(Stored data)
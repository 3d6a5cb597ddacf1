//! Settings panel fields and the port auto-save debounce

use std::time::{Duration, Instant};

use crate::errors::Result;
use crate::models::{DEFAULT_PORT, Settings, SettingsUpdate, add_images_prefix, remove_images_prefix, validate_port};

#[derive(Debug, Clone, PartialEq, Eq)]
pub struct SettingsForm {
    pub port_input: String,
    /// Default image, without the `assets/` prefix
    pub default_image: String,
    pub obs_url: String,
    debounce_at: Option<Instant>,
}

impl Default for SettingsForm {
    fn default() -> Self {
        Self::from_settings(&Settings::default())
    }
}

impl SettingsForm {
    pub fn from_settings(settings: &Settings) -> Self {
        Self {
            port_input: settings.port_or_default().to_string(),
            default_image: remove_images_prefix(&settings.default_image).to_string(),
            obs_url: settings.obs_url(),
            debounce_at: None,
        }
    }

    /// Replace the fields from freshly loaded settings, keeping no pending save
    pub fn apply(&mut self, settings: &Settings) {
        *self = Self::from_settings(settings);
    }

    pub fn to_update(&self) -> Result<SettingsUpdate> {
        Ok(SettingsUpdate {
            port: validate_port(&self.port_input)?,
            default_image: add_images_prefix(&self.default_image),
        })
    }

    /// Port the form currently shows, falling back to the default
    pub fn port_hint(&self) -> u16 {
        self.port_input.trim().parse().unwrap_or(DEFAULT_PORT)
    }

    pub fn push_port_char(&mut self, c: char, now: Instant, delay: Duration) {
        if c.is_ascii_digit() {
            self.port_input.push(c);
            self.arm_debounce(now, delay);
        }
    }

    pub fn pop_port_char(&mut self, now: Instant, delay: Duration) {
        if self.port_input.pop().is_some() {
            self.arm_debounce(now, delay);
        }
    }

    /// (Re)start the auto-save countdown
    pub fn arm_debounce(&mut self, now: Instant, delay: Duration) {
        self.debounce_at = Some(now + delay);
    }

    pub fn clear_debounce(&mut self) {
        self.debounce_at = None;
    }

    pub fn debounce_pending(&self) -> bool {
        self.debounce_at.is_some()
    }

    /// Consume the deadline once it has passed
    pub fn take_due(&mut self, now: Instant) -> bool {
        match self.debounce_at {
            Some(at) if now >= at => {
                self.debounce_at = None;
                true
            }
            _ => false,
        }
    }
}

PROBLEM DESCRIPTION:
Print every record above exactly as it stands.

ANSWER TO THIS TASK:
repository 3d6a5cb597ddacf1
//! Settings panel fields and the port auto-save debounce

use std::time::{Duration, Instant};

use crate::errors::Result;
use crate::models::{DEFAULT_PORT, Settings, SettingsUpdate, add_images_prefix, remove_images_prefix, validate_port};

#[derive(Debug, Clone, PartialEq, Eq)]
pub struct SettingsForm {
    pub port_input: String,
    /// Default image, without the `assets/` prefix
    pub default_image: String,
    pub obs_url: String,
    debounce_at: Option<Instant>,
}

impl Default for SettingsForm {
    fn default() -> Self {
        Self::from_settings(&Settings::default())
    }
}

impl SettingsForm {
    pub fn from_settings(settings: &Settings) -> Self {
        Self {
            port_input: settings.port_or_default().to_string(),
            default_image: remove_images_prefix(&settings.default_image).to_string(),
            obs_url: settings.obs_url(),
            debounce_at: None,
        }
    }

    /// Replace the fields from freshly loaded settings, keeping no pending save
    pub fn apply(&mut self, settings: &Settings) {
        *self = Self::from_settings(settings);
    }

    pub fn to_update(&self) -> Result<SettingsUpdate> {
        Ok(SettingsUpdate {
            port: validate_port(&self.port_input)?,
            default_image: add_images_prefix(&self.default_image),
        })
    }

    /// Port the form currently shows, falling back to the default
    pub fn port_hint(&self) -> u16 {
        self.port_input.trim().parse().unwrap_or(DEFAULT_PORT)
    }

    pub fn push_port_char(&mut self, c: char, now: Instant, delay: Duration) {
        if c.is_ascii_digit() {
            self.port_input.push(c);
            self.arm_debounce(now, delay);
        }
    }

    pub fn pop_port_char(&mut self, now: Instant, delay: Duration) {
        if self.port_input.pop().is_some() {
            self.arm_debounce(now, delay);
        }
    }

    /// (Re)start the auto-save countdown
    pub fn arm_debounce(&mut self, now: Instant, delay: Duration) {
        self.debounce_at = Some(now + delay);
    }

    pub fn clear_debounce(&mut self) {
        self.debounce_at = None;
    }

    pub fn debounce_pending(&self) -> bool {
        self.debounce_at.is_some()
    }

    /// Consume the deadline once it has passed
    pub fn take_due(&mut self, now: Instant) -> bool {
        match self.debounce_at {
            Some(at) if now >= at => {
                self.debounce_at = None;
                true
            }
            _ => false,
        }
    }
}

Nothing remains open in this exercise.